The announcement of the new leak comes just two days after TEPCO said the third of seven underground radioactive water pools were leaking, and also follows two failures of the plant's cooling system in a month.
"This time about 22 liters of radioactive water has leaked from a junction of the piping. The liquid has seeped into the soil," Kyodo news reports TEPCO as saying.
On Wednesday, Nuclear Regulation Authority Chairman Shunichi Tanaka acknowledged that "Fukushima No. 1 is still in an extremely unstable condition. There is no mistake about that." Foreshadowing the new leak announcement, Tanaka added, "We cannot rule out the possibility that similar problems might occur again."
And Masayuki Ono, TEPCO general manager, had told a news conference, "We admit that the underground tanks are not reliable," and said "our faith in the underwater tanks is being lost."
On the integrity of the existing storage tanks, the New York Times reported:
... as outside experts have discovered with horror, the company had lined the pits for the underground pools with only two layers of plastic each 1.5 millimeters thick, and a third, clay-based layer just 6.5 millimeters thick. And because the pools require many sheets hemmed together, leaks could be springing at the seams, Tepco has said.

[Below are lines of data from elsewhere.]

//! Binds a mounted surface's lifecycle signals to the gate.
//!
//! The monitor forwards each signal as a [`Tagged`] event carrying the
//! generation that was current when it attached. Events are queued in an
//! [`EventSink`] and applied by the session in delivery order, so a surface
//! raising a signal from inside a host callback never re-enters the gate.

use std::cell::RefCell;
use std::collections::VecDeque;
use std::rc::Rc;

use crate::gate::{GateEvent, Generation, Tagged};
use crate::surface::{Subscription, Surface, SurfaceSignal};

/// FIFO of lifecycle events waiting to reach the gate.
#[derive(Clone, Default)]
pub struct EventSink {
    queue: Rc<RefCell<VecDeque<Tagged>>>,
}

impl EventSink {
    pub fn new() -> Self {
        Self::default()
    }

    pub fn push(&self, event: Tagged) {
        self.queue.borrow_mut().push_back(event);
    }

    pub fn pop(&self) -> Option<Tagged> {
        self.queue.borrow_mut().pop_front()
    }

    pub fn len(&self) -> usize {
        self.queue.borrow().len()
    }

    pub fn is_empty(&self) -> bool {
        self.queue.borrow().is_empty()
    }
}

/// Translate a surface signal into a gate event. A lost context has its
/// default host behavior suppressed first so the host keeps it restorable.
pub fn translate(signal: &mut SurfaceSignal) -> GateEvent {
    match signal {
        SurfaceSignal::Created => GateEvent::SurfaceCreated,
        SurfaceSignal::CreationError(err) => GateEvent::SurfaceCreationFailed(err.to_string()),
        SurfaceSignal::Lost(lost) => {
            lost.prevent_default();
            GateEvent::ContextLost
        }
        SurfaceSignal::Restored => GateEvent::ContextRestored,
    }
}

pub struct LifecycleMonitor;

impl LifecycleMonitor {
    /// Attach to `surface` for `generation`. Dropping the returned
    /// subscription detaches the monitor.
    pub fn attach(
        surface: &mut dyn Surface,
        generation: Generation,
        sink: EventSink,
    ) -> Subscription {
        let surface_id = surface.id();
        log::debug!(
            "Monitoring surface {} for {}",
            surface_id.raw(),
            generation
        );
        surface.subscribe(Box::new(move |signal| {
            let event = translate(signal);
            log::debug!(
                "Surface {} raised {:?} ({})",
                surface_id.raw(),
                event,
                generation
            );
            sink.push(Tagged::new(generation, event));
        }))
    }
}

On Wednesday, TEPCO President Naomi Hirose told a news conference that the underwater storage tanks would no longer be used, and that TEPCO would be moving 7,100 tons of the radioactive water to surface storage tanks, and would build 38 new steel tanks for the rest of the radioactive water, The Asahi Shimbun reported.
The decommissioning of the Fukushima plant is expected to take at least four decades.
Nearly 160,000 people fled the area following the nuclear disaster, with some areas now looking like ghost towns. Tens of thousands are still displaced, and the human health and ecological effects remain to fully unfold.